Os Estados Unidos anunciaram na quinta-feira a imposição de uma tarifa de 12,5% sobre produtos provenientes do Brasil, justificando a medida com alegações de que o país não tem feito esforços adequados para combater o trabalho forçado em suas cadeias produtivas. Essa decisão não atinge apenas o Brasil; um total de 60 nações foi incluído em uma investigação similar. A nova taxa entra em vigor a partir desta sexta-feira.

Com a implementação dessa tarifa de 12,5%, o Brasil se vê agora com uma carga tributária adicional somada à já existente de 25% que foi instituída no dia 22 de setembro, após a conclusão preliminar de uma investigação realizada pelo Escritório do Representante Especial de Comércio (USTR). Essa investigação foi iniciada em julho do ano passado, amparada pela Seção 301 da Lei de Comércio de 1974.

A justificativa para a nova tarifa repousa sobre a alegação de que o Brasil importa produtos de países que não seguem boas práticas trabalhistas, resultando em preços mais baixos que oferecem uma concorrência desleal aos produtos norte-americanos no mercado. Entre os produtos especificamente mencionados na investigação estão o alumínio, algodão, eletrônicos, baterias de lítio e tabaco, que são considerados como tendo conexão com práticas de trabalho forçado entre 2021 e 2025.

Além do Brasil, a proposta de tarifa de 12,5% também afeta outros 53 países; entre eles, Canadá, Equador, União Europeia, Indonésia, México e Paquistão, que enfrentam tarifas de 10%. Essas medidas, em grande parte, refletem um crescente foco dos EUA em questões de direitos humanos e práticas laborais em transações comerciais internacionais, destacando a necessidade de uma maior responsabilidade social na fabricação e comércio de produtos globalmente.

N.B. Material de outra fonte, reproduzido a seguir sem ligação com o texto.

use crate::utils::error::{ChartError, Result};
use std::collections::HashSet;

/// Spreadsheet formats the report reader can open.
pub const SPREADSHEET_EXTENSIONS: &[&str] = &["xlsx", "xlsm", "xlsb", "xls", "ods"];

pub trait Validate {
    fn validate(&self) -> Result<()>;
}

pub fn validate_path(field_name: &str, path: &str) -> Result<()> {
    if path.is_empty() {
        return Err(ChartError::InvalidConfigValueError {
            field: field_name.to_string(),
            value: path.to_string(),
            reason: "Path cannot be empty".to_string(),
        });
    }

    if path.contains('\0') {
        return Err(ChartError::InvalidConfigValueError {
            field: field_name.to_string(),
            value: path.to_string(),
            reason: "Path contains null bytes".to_string(),
        });
    }

    Ok(())
}

pub fn validate_positive_number(field_name: &str, value: usize, min_value: usize) -> Result<()> {
    if value < min_value {
        return Err(ChartError::InvalidConfigValueError {
            field: field_name.to_string(),
            value: value.to_string(),
            reason: format!("Value must be at least {}", min_value),
        });
    }
    Ok(())
}

pub fn validate_file_extension(field_name: &str, file: &str, allowed_extensions: &[&str]) -> Result<()> {
    let allowed_set: HashSet<&str> = allowed_extensions.iter().copied().collect();

    let extension = std::path::Path::new(file)
        .extension()
        .and_then(|ext| ext.to_str())
        .map(|ext| ext.to_ascii_lowercase());

    match extension {
        Some(ext) if allowed_set.contains(ext.as_str()) => Ok(()),
        Some(ext) => Err(ChartError::InvalidConfigValueError {
            field: field_name.to_string(),
            value: file.to_string(),
            reason: format!(
                "Unsupported file extension: {}. Allowed extensions: {}",
                ext,
                allowed_extensions.join(", ")
            ),
        }),
        None => Err(ChartError::InvalidConfigValueError {
            field: field_name.to_string(),
            value: file.to_string(),
            reason: "File has no extension or invalid filename".to_string(),
        }),
    }
}

pub fn validate_non_empty_string(field_name: &str, value: &str) -> Result<()> {
    if value.trim().is_empty() {
        return Err(ChartError::InvalidConfigValueError {
            field: field_name.to_string(),
            value: value.to_string(),
            reason: "Value cannot be empty or whitespace-only".to_string(),
        });
    }
    Ok(())
}

pub fn validate_range<T: PartialOrd + std::fmt::Display + Copy>(
    field_name: &str,
    value: T,
    min: T,
    max: T,
) -> Result<()> {
    if value < min || value > max {
        return Err(ChartError::InvalidConfigValueError {
            field: field_name.to_string(),
            value: value.to_string(),
            reason: format!("Value must be between {} and {}", min, max),
        });
    }
    Ok(())
}

#[cfg(test)]
mod tests {
    use super::*;

    #[test]
    fn test_validate_path() {
        assert!(validate_path("output_path", "./output").is_ok());
        assert!(validate_path("output_path", "").is_err());
        assert!(validate_path("output_path", "bad\0path").is_err());
    }

    #[test]
    fn test_validate_positive_number() {
        assert!(validate_positive_number("chart.tick_stride", 10, 1).is_ok());
        assert!(validate_positive_number("chart.tick_stride", 0, 1).is_err());
    }

    #[test]
    fn test_validate_file_extension() {
        assert!(validate_file_extension("input", "report.xlsx", SPREADSHEET_EXTENSIONS).is_ok());
        assert!(validate_file_extension("input", "REPORT.XLS", SPREADSHEET_EXTENSIONS).is_ok());
        assert!(validate_file_extension("input", "report.csv", SPREADSHEET_EXTENSIONS).is_err());
        assert!(validate_file_extension("input", "report", SPREADSHEET_EXTENSIONS).is_err());
    }

    #[test]
    fn test_validate_range() {
        assert!(validate_range("chart.jpeg_quality", 85u8, 1, 100).is_ok());
        assert!(validate_range("chart.jpeg_quality", 0u8, 1, 100).is_err());
    }
}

A decisão dos Estados Unidos, além de vislumbrar uma proteção ao mercado interno, gera um debate mais amplo sobre as responsabilidades éticas dos países em suas cadeias produtivas. A aplicação dessas tarifas pode influenciar não apenas a economia brasileira, mas também as relações comerciais globais, despertando um novo olhar sobre a utilização de mão de obra em diversas nações ao redor do planeta.